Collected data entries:
··········
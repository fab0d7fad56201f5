use featureship_core::{
    models::{Company, NewAuditLog},
    AppError,
};
use sqlx::{PgPool, Postgres};
use uuid::Uuid;

use crate::db::control::AuditLogRepository;
use crate::db::transaction::TransactionGuard;

const COMPANY_COLUMNS: &str =
    "id, name, website, team_size, logo, created_by, members, created_at, updated_at";

/// Repository for companies (tenants).
#[derive(Clone)]
pub struct CompanyRepository {
    pool: PgPool,
}

impl CompanyRepository {
    pub fn new(pool: PgPool) -> Self {
        Self { pool }
    }

    /// Create a company owned by `created_by`. The creator becomes the first
    /// member and the company id is appended to their user record.
    #[tracing::instrument(skip(self), fields(db.table = "companies", db.operation = "insert"))]
    pub async fn create_company(
        &self,
        name: String,
        website: Option<String>,
        team_size: Option<String>,
        logo: Option<String>,
        created_by: Uuid,
    ) -> Result<Company, AppError> {
        // Company names are globally unique, case-insensitive. The unique
        // index is the backstop; this pre-query gives the friendly error.
        let duplicate_exists = sqlx::query_scalar::<Postgres, bool>(
            "SELECT EXISTS(SELECT 1 FROM companies WHERE LOWER(name) = LOWER($1))",
        )
        .bind(&name)
        .fetch_one(&self.pool)
        .await?;

        if duplicate_exists {
            return Err(AppError::Conflict(format!(
                "A company named '{}' already exists",
                name
            )));
        }

        let mut tx = TransactionGuard::begin(&self.pool).await?;

        let company = sqlx::query_as::<Postgres, Company>(&format!(
            r#"
            INSERT INTO companies (name, website, team_size, logo, created_by, members)
            VALUES ($1, $2, $3, $4, $5, ARRAY[$5])
            RETURNING {}
            "#,
            COMPANY_COLUMNS
        ))
        .bind(&name)
        .bind(&website)
        .bind(&team_size)
        .bind(&logo)
        .bind(created_by)
        .fetch_one(&mut **tx)
        .await?;

        sqlx::query(
            "UPDATE users SET companies = array_append(companies, $1) WHERE id = $2 AND NOT ($1 = ANY(companies))",
        )
        .bind(company.id)
        .bind(created_by)
        .execute(&mut **tx)
        .await?;

        tx.commit().await?;

        Ok(company)
    }

    /// Get a company by ID
    #[tracing::instrument(skip(self), fields(db.table = "companies", db.operation = "select", db.record_id = %id))]
    pub async fn get_company(&self, id: Uuid) -> Result<Option<Company>, AppError> {
        let company = sqlx::query_as::<Postgres, Company>(&format!(
            "SELECT {} FROM companies WHERE id = $1",
            COMPANY_COLUMNS
        ))
        .bind(id)
        .fetch_optional(&self.pool)
        .await?;

        Ok(company)
    }

    /// List every company the user belongs to
    #[tracing::instrument(skip(self), fields(db.table = "companies", db.operation = "select"))]
    pub async fn list_for_user(&self, user_id: Uuid) -> Result<Vec<Company>, AppError> {
        let companies = sqlx::query_as::<Postgres, Company>(&format!(
            "SELECT {} FROM companies WHERE $1 = ANY(members) ORDER BY name ASC",
            COMPANY_COLUMNS
        ))
        .bind(user_id)
        .fetch_all(&self.pool)
        .await?;

        Ok(companies)
    }

    /// Check whether a user is a member of a company
    pub async fn is_member(&self, company_id: Uuid, user_id: Uuid) -> Result<bool, AppError> {
        let is_member = sqlx::query_scalar::<Postgres, bool>(
            "SELECT EXISTS(SELECT 1 FROM companies WHERE id = $1 AND $2 = ANY(members))",
        )
        .bind(company_id)
        .bind(user_id)
        .fetch_one(&self.pool)
        .await?;

        Ok(is_member)
    }

    /// Delete a company.
    ///
    /// Refuses when the company is the caller's only one. Otherwise removes
    /// the company id from every member's user record and deletes the row in
    /// one transaction, with an audit entry. Posts and tags owned by the
    /// company are not cascaded.
    #[tracing::instrument(skip(self), fields(db.table = "companies", db.operation = "delete", db.record_id = %id))]
    pub async fn delete_company(&self, id: Uuid, user_id: Uuid) -> Result<(), AppError> {
        let company = self
            .get_company(id)
            .await?
            .ok_or_else(|| AppError::NotFound("Company not found".to_string()))?;

        if !company.is_member(user_id) {
            return Err(AppError::Forbidden(
                "Only company members can delete a company".to_string(),
            ));
        }

        let membership_count = sqlx::query_scalar::<Postgres, i64>(
            "SELECT COUNT(*) FROM companies WHERE $1 = ANY(members)",
        )
        .bind(user_id)
        .fetch_one(&self.pool)
        .await?;

        if membership_count <= 1 {
            return Err(AppError::BadRequest(
                "Cannot delete your only company".to_string(),
            ));
        }

        let mut tx = TransactionGuard::begin(&self.pool).await?;

        sqlx::query("UPDATE users SET companies = array_remove(companies, $1) WHERE $1 = ANY(companies)")
            .bind(id)
            .execute(&mut **tx)
            .await?;

        sqlx::query("DELETE FROM companies WHERE id = $1")
            .bind(id)
            .execute(&mut **tx)
            .await?;

        AuditLogRepository::record_tx(
            &mut tx,
            NewAuditLog::new("company.delete", user_id)
                .company(id)
                .entity(id),
        )
        .await?;

        tx.commit().await?;

        Ok(())
    }
}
··········
§ Exercise description:
Nothing but the lines from the start of the data above through the line with "pub fn new(pool: PgPool)" should appear in your answer, copied exactly.

§ Task answer:
repository fab0d7fad56201f5
use featureship_core::{
    models::{Company, NewAuditLog},
    AppError,
};
use sqlx::{PgPool, Postgres};
use uuid::Uuid;

use crate::db::control::AuditLogRepository;
use crate::db::transaction::TransactionGuard;

const COMPANY_COLUMNS: &str =
    "id, name, website, team_size, logo, created_by, members, created_at, updated_at";

/// Repository for companies (tenants).
#[derive(Clone)]
pub struct CompanyRepository {
    pool: PgPool,
}

impl CompanyRepository {
    pub fn new(pool: PgPool) -> Self {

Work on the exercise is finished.